Walking away from the tech yards you find the schools program, where 3,800 students from 66 schools are listening to the presenters Greg Mills and Jasmine Cox talk all things agriculture. Among the schools in attendance is Rockhampton Grammar school, whose deputy head of primary school, Hayley Duggan, accompanied 500 students to the expo throughout the week.

“A lot of our students are boarders from properties out west and one of the big issues facing them is natural disasters in the form of floods and droughts,” Duggan says. “Beef is a positive experience for them because they can relate what they learn in our science curriculum to what they have experienced in real life.”

Some students have graduated to the trade stalls. Reece Brooke, 12, is working the Mama Melisse hot sauce stand in the lifestyle pavilion alongside his father, Anthony. Wearing a tradie’s belt stuffed with hot sauce bottles, Reece roams through the crowd, spruiking the sauce and his Instagram account.

“He is our brand ambassador,” Anthony Brooke says. The Brookes are rebuilding after their sports catering business collapsed during the pandemic.

“We started production during Covid and this year were awarded best hot sauce and Australian sauce of the year at the Australian Barbecue awards.”

They manufacture from the commercial kitchen of their local racecourse, and a dearth of appropriate machinery means they de-stem every chilli by hand.

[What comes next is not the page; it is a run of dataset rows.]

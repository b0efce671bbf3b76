//! Stats store
//!
//! Thread-safe holder of the counters published by the telemetry server.
//! The cycle loop writes, HTTP handlers read; every access takes the same
//! lock for the time it takes to copy one value.

use std::sync::{Mutex, MutexGuard, PoisonError};

use podcycle_core::domain::stats::StatsSnapshot;

/// Shared telemetry counters
#[derive(Debug, Default)]
pub struct Stats {
    inner: Mutex<StatsSnapshot>,
}

impl Stats {
    /// Creates a store with every counter at zero
    pub fn new() -> Self {
        Self::default()
    }

    /// Lock the counters, recovering from poisoning
    fn lock(&self) -> MutexGuard<'_, StatsSnapshot> {
        self.inner.lock().unwrap_or_else(PoisonError::into_inner)
    }

    pub fn set_pods_total(&self, value: u64) {
        self.lock().pods_total = value;
    }

    pub fn get_pods_total(&self) -> u64 {
        self.lock().pods_total
    }

    pub fn set_pods_running(&self, value: u64) {
        self.lock().pods_running = value;
    }

    pub fn get_pods_running(&self) -> u64 {
        self.lock().pods_running
    }

    pub fn set_pipeline_last_run_time(&self, value: i64) {
        self.lock().pipeline_last_run_time = value;
    }

    pub fn get_pipeline_last_run_time(&self) -> i64 {
        self.lock().pipeline_last_run_time
    }

    /// Copy of all three counters taken under one lock
    pub fn get_all(&self) -> StatsSnapshot {
        *self.lock()
    }
}

#[cfg(test)]
mod tests {
    use super::*;
    use std::sync::Arc;

    const TEST_TIMESTAMP: i64 = 1234567890;

    #[test]
    fn test_stats_initialization() {
        let stats = Stats::new();
        assert_eq!(stats.get_pods_total(), 0);
        assert_eq!(stats.get_pods_running(), 0);
        assert_eq!(stats.get_pipeline_last_run_time(), 0);
    }

    #[test]
    fn test_set_get_round_trip() {
        let stats = Stats::new();

        stats.set_pods_total(5);
        assert_eq!(stats.get_pods_total(), 5);
        stats.set_pods_total(0);
        assert_eq!(stats.get_pods_total(), 0);

        stats.set_pods_running(3);
        assert_eq!(stats.get_pods_running(), 3);

        stats.set_pipeline_last_run_time(TEST_TIMESTAMP);
        assert_eq!(stats.get_pipeline_last_run_time(), TEST_TIMESTAMP);
    }

    #[test]
    fn test_get_all_reflects_latest_values() {
        let stats = Stats::new();
        assert_eq!(stats.get_all(), StatsSnapshot::default());

        stats.set_pods_total(5);
        stats.set_pods_running(3);
        stats.set_pipeline_last_run_time(TEST_TIMESTAMP);
        stats.set_pods_total(7);

        assert_eq!(
            stats.get_all(),
            StatsSnapshot {
                pods_total: 7,
                pods_running: 3,
                pipeline_last_run_time: TEST_TIMESTAMP,
            }
        );
    }

    #[test]
    fn test_concurrent_writers_and_readers() {
        let stats = Arc::new(Stats::new());

        let writers: Vec<_> = (0..4u64)
            .map(|i| {
                let stats = Arc::clone(&stats);
                std::thread::spawn(move || {
                    for n in 0..1000 {
                        stats.set_pods_total(i * 1000 + n);
                        stats.set_pods_running(n);
                    }
                })
            })
            .collect();

        let reader = {
            let stats = Arc::clone(&stats);
            std::thread::spawn(move || {
                for _ in 0..1000 {
                    let snapshot = stats.get_all();
                    assert!(snapshot.pods_running < 1000);
                }
            })
        };

        for writer in writers {
            writer.join().unwrap();
        }
        reader.join().unwrap();

        assert_eq!(stats.get_pods_running(), 999);
    }
}
//! API Module
//!
//! HTTP surface of the telemetry server.
//! Each submodule handles one endpoint or one cross-cutting layer.

pub mod auth;
pub mod error;
pub mod logs;
pub mod stats;

use std::any::Any;
use std::sync::Arc;

use axum::{
    Router,
    extract::Request,
    http::StatusCode,
    middleware,
    response::{IntoResponse, Response},
    routing::{MethodRouter, get, post},
};
use tower_http::{catch_panic::CatchPanicLayer, trace::TraceLayer};
use tracing::Span;

use crate::telemetry::stats::Stats;
use error::ApiError;

/// State shared by every handler
#[derive(Clone)]
pub struct AppState {
    pub stats: Arc<Stats>,

    /// Key every request must carry, `None` for open access
    pub api_key: Option<Arc<str>>,
}

/// Create the telemetry router with all endpoints
pub fn create_router(state: AppState) -> Router {
    Router::new()
        .route("/stats", json_errors(get(stats::get_stats)))
        .route("/logs", text_errors(post(logs::receive_logs)))
        .route_layer(middleware::from_fn_with_state(
            state.clone(),
            auth::require_api_key,
        ))
        .with_state(state)
        .layer(TraceLayer::new_for_http().make_span_with(request_span))
}

/// Route whose handler panics are answered with the JSON error body
fn json_errors(route: MethodRouter<AppState>) -> MethodRouter<AppState> {
    route.layer(CatchPanicLayer::custom(json_panic))
}

/// Route whose handler panics are answered with a plain-text body
fn text_errors(route: MethodRouter<AppState>) -> MethodRouter<AppState> {
    route.layer(CatchPanicLayer::custom(text_panic))
}

fn json_panic(panic: Box<dyn Any + Send + 'static>) -> Response {
    let detail = crate::panic::describe(panic.as_ref());
    ApiError::InternalError(format!("handler panicked: {}", detail)).into_response()
}

fn text_panic(panic: Box<dyn Any + Send + 'static>) -> Response {
    tracing::error!(
        "Internal error: handler panicked: {}",
        crate::panic::describe(panic.as_ref())
    );
    (StatusCode::INTERNAL_SERVER_ERROR, "Internal Server Error").into_response()
}

/// Request span carrying the path only; query strings hold the API key
fn request_span(request: &Request) -> Span {
    tracing::debug_span!(
        "request",
        method = %request.method(),
        path = %request.uri().path(),
    )
}
//! Stats command handler
//!
//! Prints the counters published by the manager's telemetry server.

use anyhow::{Context, Result};
use colored::*;
use podcycle_client::TelemetryClient;

use crate::config::Config;

/// Fetch and print the manager's stats
pub async fn show_stats(config: &Config) -> Result<()> {
    let client = TelemetryClient::new(&config.manager_url, config.api_key.clone());
    let stats = client
        .stats()
        .await
        .with_context(|| format!("Failed to fetch stats from {}", client.base_url()))?;

    println!("{}", format!("Stats from {}", client.base_url()).bold());
    println!();
    println!("  Pods total:     {}", stats.pods_total.to_string().cyan());
    println!("  Pods running:   {}", colorize_running(stats.pods_running));
    println!(
        "  Last run:       {}",
        format_timestamp(stats.pipeline_last_run_time)
    );

    Ok(())
}

fn colorize_running(running: u64) -> ColoredString {
    if running > 0 {
        running.to_string().green()
    } else {
        running.to_string().yellow()
    }
}

/// Renders a unix timestamp, 0 meaning no run yet
fn format_timestamp(timestamp: i64) -> ColoredString {
    if timestamp == 0 {
        return "never".dimmed();
    }

    match chrono::DateTime::from_timestamp(timestamp, 0) {
        Some(time) => time.format("%Y-%m-%d %H:%M:%S UTC").to_string().normal(),
        None => format!("invalid ({})", timestamp).red(),
    }
}

#[cfg(test)]
mod tests {
    use super::*;

    #[test]
    fn test_format_timestamp() {
        colored::control::set_override(false);
        assert_eq!(format_timestamp(0).to_string(), "never");
        assert_eq!(
            format_timestamp(1234567890).to_string(),
            "2009-02-13 23:31:30 UTC"
        );
        assert_eq!(
            format_timestamp(i64::MAX).to_string(),
            format!("invalid ({})", i64::MAX)
        );
    }
}
//! Per-cycle bookkeeping

use std::time::Duration;

use podcycle_core::domain::phase::Phase;
use podcycle_core::domain::pod::PodRef;
use tokio::time::Instant;
use uuid::Uuid;

/// One hourly iteration of the pod lifecycle
#[derive(Debug, Clone)]
pub struct Cycle {
    /// Identifier attached to every log line of this cycle
    pub id: Uuid,

    pub started_at: Instant,
    pub phase: Phase,

    /// Pod started during this cycle, `None` until the start succeeds
    pub pod: Option<PodRef>,

    /// When the cycle entered `WaitingForIdle`
    pub idle_wait_started: Option<Instant>,

    pub last_idle_check: Option<Instant>,
    pub last_count_update: Option<Instant>,
}

impl Cycle {
    /// A fresh cycle waiting to be started
    pub fn new(now: Instant) -> Self {
        Self {
            id: Uuid::new_v4(),
            started_at: now,
            phase: Phase::StartingCycle,
            pod: None,
            idle_wait_started: None,
            last_idle_check: None,
            last_count_update: None,
        }
    }

    /// Starts a new cycle at `now`, forgetting the pod and every interval
    /// timestamp. The phase is left to the caller.
    pub fn reset(&mut self, now: Instant) {
        self.id = Uuid::new_v4();
        self.started_at = now;
        self.pod = None;
        self.idle_wait_started = None;
        self.last_idle_check = None;
        self.last_count_update = None;
    }

    pub fn elapsed(&self, now: Instant) -> Duration {
        now.saturating_duration_since(self.started_at)
    }
}

/// Whether at least `interval` has passed since `last` (always true if never)
pub fn is_due(last: Option<Instant>, interval: Duration, now: Instant) -> bool {
    last.is_none_or(|last| now.saturating_duration_since(last) >= interval)
}

#[cfg(test)]
mod tests {
    use super::*;

    #[tokio::test(start_paused = true)]
    async fn test_reset_clears_bookkeeping() {
        let start = Instant::now();
        let mut cycle = Cycle::new(start);
        let first_id = cycle.id;

        cycle.pod = Some(PodRef::from_template("abc", "http://{pod_id}"));
        cycle.last_idle_check = Some(start);
        cycle.last_count_update = Some(start);
        cycle.idle_wait_started = Some(start);
        cycle.phase = Phase::UpdatingCounts;

        tokio::time::advance(Duration::from_secs(10)).await;
        let now = Instant::now();
        cycle.reset(now);

        assert_ne!(cycle.id, first_id);
        assert_eq!(cycle.started_at, now);
        assert_eq!(cycle.phase, Phase::UpdatingCounts);
        assert!(cycle.pod.is_none());
        assert!(cycle.idle_wait_started.is_none());
        assert!(cycle.last_idle_check.is_none());
        assert!(cycle.last_count_update.is_none());
    }

    #[tokio::test(start_paused = true)]
    async fn test_elapsed() {
        let cycle = Cycle::new(Instant::now());
        tokio::time::advance(Duration::from_secs(42)).await;
        assert_eq!(cycle.elapsed(Instant::now()), Duration::from_secs(42));
    }

    #[tokio::test(start_paused = true)]
    async fn test_is_due() {
        let interval = Duration::from_secs(5);
        let last = Instant::now();

        assert!(is_due(None, interval, last));
        assert!(!is_due(Some(last), interval, last));

        tokio::time::advance(Duration::from_secs(4)).await;
        assert!(!is_due(Some(last), interval, Instant::now()));

        tokio::time::advance(Duration::from_secs(1)).await;
        assert!(is_due(Some(last), interval, Instant::now()));
    }
}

On Beef’s final day, the crowd numbers come in. More than 119,000 gate movements have been recorded over five days. Forty political leaders, including the prime minister, Anthony Albanese, and the agriculture minister, Murray Watt, attended, with the latter speaking about trade and threats to exports.

More popular with the crowd are the country singer Troy Cassar-Daley and Buddy, the border collie pup who won the latest season of Muster Dogs.

Asked if she’s promoting women in agriculture, Buddy’s handler, Zoe Miller, replies: “I want to acknowledge all the young men in agriculture – we are all in this together.”

It’s a popular sentiment, with competition and rivalry taking second place to a common purpose: everyone is here to talk about the same industry, moving – mostly – in the same direction.

“We like Beef because of the new innovations, the convenience of everything in one spot and the chance to catch up with people we haven’t seen for ages,” says a Bowen grazier, Jessie Russell.

“But more importantly we love agriculture. We love the lifestyle that we can share with our family and our children, and we love that we are creating traditions and a legacy and that gives us pride in what we are doing.”